RECORDS SUPPLIED: Begin
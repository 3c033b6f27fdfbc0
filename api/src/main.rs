use std::sync::Arc;
use std::time::Duration;

use actix_web::{web, HttpServer};
use anyhow::Context;
use log::{info, warn};

use ag_api::{cookies::CookieSettings, create_app, AppState};
use ag_core::domain::entities::user::User;
use ag_core::errors::DomainError;
use ag_core::repositories::{InMemoryStore, SessionRepository, UserRepository};
use ag_core::services::auth::{
    validate_password, validate_username, AuthService, AuthServiceConfig, PasswordHasher,
    Pbkdf2Hasher,
};
use ag_core::services::clock::{Clock, SystemClock};
use ag_core::services::token::{TokenCodec, TokenCodecConfig};
use ag_infra::database::{DatabasePool, MySqlSessionRepository, MySqlUserRepository};
use ag_shared::config::{AppConfig, StoreBackend};

#[actix_web::main]
async fn main() -> anyhow::Result<()> {
    // Load environment variables
    dotenvy::dotenv().ok();

    let config = AppConfig::from_env();

    env_logger::init_from_env(
        env_logger::Env::new().default_filter_or(config.environment.default_log_level()),
    );

    config
        .validate()
        .map_err(|reason| anyhow::anyhow!("Invalid configuration: {}", reason))?;

    info!(
        "Starting AuthGate ({:?}, store: {:?})",
        config.environment, config.store
    );

    let clock: Arc<dyn Clock> = Arc::new(SystemClock);
    let codec = Arc::new(TokenCodec::new(
        TokenCodecConfig::from(&config.auth.jwt),
        clock.clone(),
    ));
    let hasher: Arc<dyn PasswordHasher> = Arc::new(Pbkdf2Hasher::new(&config.auth.password));
    let service_config = AuthServiceConfig::from(&config.auth.session);
    let cookies = CookieSettings::new(&config.auth.session);

    match config.store {
        StoreBackend::Memory => {
            warn!("Using the in-memory store; all accounts and sessions are lost on restart");
            let store = Arc::new(InMemoryStore::new());
            seed_admin(store.as_ref(), hasher.as_ref(), clock.as_ref()).await?;

            let auth_service = Arc::new(AuthService::new(
                store.clone(),
                store,
                codec,
                hasher,
                clock,
                service_config,
            ));
            serve(&config, AppState::new(auth_service, cookies)).await
        }
        StoreBackend::Mysql => {
            let pool = DatabasePool::new(config.database.clone())
                .await
                .context("Failed to connect to the database")?;
            if config.database.run_migrations {
                pool.run_migrations()
                    .await
                    .context("Failed to run database migrations")?;
            }

            let users = Arc::new(MySqlUserRepository::new(pool.get_pool().clone()));
            let sessions = Arc::new(MySqlSessionRepository::new(pool.get_pool().clone()));
            seed_admin(users.as_ref(), hasher.as_ref(), clock.as_ref()).await?;

            let auth_service = Arc::new(AuthService::new(
                users,
                sessions,
                codec,
                hasher,
                clock,
                service_config,
            ));
            let result = serve(&config, AppState::new(auth_service, cookies)).await;

            info!("{}", pool.get_statistics());
            pool.close().await;
            result
        }
    }
}

async fn serve<U, S>(config: &AppConfig, state: AppState<U, S>) -> anyhow::Result<()>
where
    U: UserRepository + 'static,
    S: SessionRepository + 'static,
{
    let state = web::Data::new(state);
    let json_limit = config.server.max_payload_size;
    let bind_address = config.server.bind_address();
    info!("Server will bind to: {}", bind_address);

    let mut server = HttpServer::new(move || create_app(state.clone(), json_limit))
        .keep_alive(Duration::from_secs(config.server.keep_alive));
    if config.server.workers > 0 {
        server = server.workers(config.server.workers);
    }

    server
        .bind(&bind_address)
        .with_context(|| format!("Failed to bind {}", bind_address))?
        .run()
        .await
        .context("Server terminated with an error")
}

/// Create the first administrator from `ADMIN_USERNAME` / `ADMIN_PASSWORD`
///
/// An existing account with that name is left untouched.
async fn seed_admin<U>(
    users: &U,
    hasher: &dyn PasswordHasher,
    clock: &dyn Clock,
) -> anyhow::Result<()>
where
    U: UserRepository,
{
    let (username, password) = match (
        std::env::var("ADMIN_USERNAME"),
        std::env::var("ADMIN_PASSWORD"),
    ) {
        (Ok(username), Ok(password)) => (username, password),
        _ => return Ok(()),
    };

    if !validate_username(&username) || !validate_password(&username, &password) {
        anyhow::bail!("ADMIN_USERNAME or ADMIN_PASSWORD does not satisfy the credential policy");
    }

    let mut admin = User::new(&username, String::new(), clock.now(), true);
    admin.password_hash = hasher.hash(&admin.username, &admin.member_since_iso(), &password);

    match users.create(admin).await {
        Ok(_) => info!("Seeded administrator {}", username),
        Err(DomainError::Conflict { .. }) => info!("Administrator {} already exists", username),
        Err(e) => return Err(anyhow::anyhow!("Failed to seed administrator: {}", e)),
    }
    Ok(())
}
RECORDS SUPPLIED: End
→ REQUIRED WORK:
Return every line above exactly as it stands.

→ YOUR RESPONSE:
repository 3c033b6f27fdfbc0
filename api/src/main.rs
use std::sync::Arc;
use std::time::Duration;

use actix_web::{web, HttpServer};
use anyhow::Context;
use log::{info, warn};

use ag_api::{cookies::CookieSettings, create_app, AppState};
use ag_core::domain::entities::user::User;
use ag_core::errors::DomainError;
use ag_core::repositories::{InMemoryStore, SessionRepository, UserRepository};
use ag_core::services::auth::{
    validate_password, validate_username, AuthService, AuthServiceConfig, PasswordHasher,
    Pbkdf2Hasher,
};
use ag_core::services::clock::{Clock, SystemClock};
use ag_core::services::token::{TokenCodec, TokenCodecConfig};
use ag_infra::database::{DatabasePool, MySqlSessionRepository, MySqlUserRepository};
use ag_shared::config::{AppConfig, StoreBackend};

#[actix_web::main]
async fn main() -> anyhow::Result<()> {
    // Load environment variables
    dotenvy::dotenv().ok();

    let config = AppConfig::from_env();

    env_logger::init_from_env(
        env_logger::Env::new().default_filter_or(config.environment.default_log_level()),
    );

    config
        .validate()
        .map_err(|reason| anyhow::anyhow!("Invalid configuration: {}", reason))?;

    info!(
        "Starting AuthGate ({:?}, store: {:?})",
        config.environment, config.store
    );

    let clock: Arc<dyn Clock> = Arc::new(SystemClock);
    let codec = Arc::new(TokenCodec::new(
        TokenCodecConfig::from(&config.auth.jwt),
        clock.clone(),
    ));
    let hasher: Arc<dyn PasswordHasher> = Arc::new(Pbkdf2Hasher::new(&config.auth.password));
    let service_config = AuthServiceConfig::from(&config.auth.session);
    let cookies = CookieSettings::new(&config.auth.session);

    match config.store {
        StoreBackend::Memory => {
            warn!("Using the in-memory store; all accounts and sessions are lost on restart");
            let store = Arc::new(InMemoryStore::new());
            seed_admin(store.as_ref(), hasher.as_ref(), clock.as_ref()).await?;

            let auth_service = Arc::new(AuthService::new(
                store.clone(),
                store,
                codec,
                hasher,
                clock,
                service_config,
            ));
            serve(&config, AppState::new(auth_service, cookies)).await
        }
        StoreBackend::Mysql => {
            let pool = DatabasePool::new(config.database.clone())
                .await
                .context("Failed to connect to the database")?;
            if config.database.run_migrations {
                pool.run_migrations()
                    .await
                    .context("Failed to run database migrations")?;
            }

            let users = Arc::new(MySqlUserRepository::new(pool.get_pool().clone()));
            let sessions = Arc::new(MySqlSessionRepository::new(pool.get_pool().clone()));
            seed_admin(users.as_ref(), hasher.as_ref(), clock.as_ref()).await?;

            let auth_service = Arc::new(AuthService::new(
                users,
                sessions,
                codec,
                hasher,
                clock,
                service_config,
            ));
            let result = serve(&config, AppState::new(auth_service, cookies)).await;

            info!("{}", pool.get_statistics());
            pool.close().await;
            result
        }
    }
}

async fn serve<U, S>(config: &AppConfig, state: AppState<U, S>) -> anyhow::Result<()>
where
    U: UserRepository + 'static,
    S: SessionRepository + 'static,
{
    let state = web::Data::new(state);
    let json_limit = config.server.max_payload_size;
    let bind_address = config.server.bind_address();
    info!("Server will bind to: {}", bind_address);

    let mut server = HttpServer::new(move || create_app(state.clone(), json_limit))
        .keep_alive(Duration::from_secs(config.server.keep_alive));
    if config.server.workers > 0 {
        server = server.workers(config.server.workers);
    }

    server
        .bind(&bind_address)
        .with_context(|| format!("Failed to bind {}", bind_address))?
        .run()
        .await
        .context("Server terminated with an error")
}

/// Create the first administrator from `ADMIN_USERNAME` / `ADMIN_PASSWORD`
///
/// An existing account with that name is left untouched.
async fn seed_admin<U>(
    users: &U,
    hasher: &dyn PasswordHasher,
    clock: &dyn Clock,
) -> anyhow::Result<()>
where
    U: UserRepository,
{
    let (username, password) = match (
        std::env::var("ADMIN_USERNAME"),
        std::env::var("ADMIN_PASSWORD"),
    ) {
        (Ok(username), Ok(password)) => (username, password),
        _ => return Ok(()),
    };

    if !validate_username(&username) || !validate_password(&username, &password) {
        anyhow::bail!("ADMIN_USERNAME or ADMIN_PASSWORD does not satisfy the credential policy");
    }

    let mut admin = User::new(&username, String::new(), clock.now(), true);
    admin.password_hash = hasher.hash(&admin.username, &admin.member_since_iso(), &password);

    match users.create(admin).await {
        Ok(_) => info!("Seeded administrator {}", username),
        Err(DomainError::Conflict { .. }) => info!("Administrator {} already exists", username),
        Err(e) => return Err(anyhow::anyhow!("Failed to seed administrator: {}", e)),
    }
    Ok(())
}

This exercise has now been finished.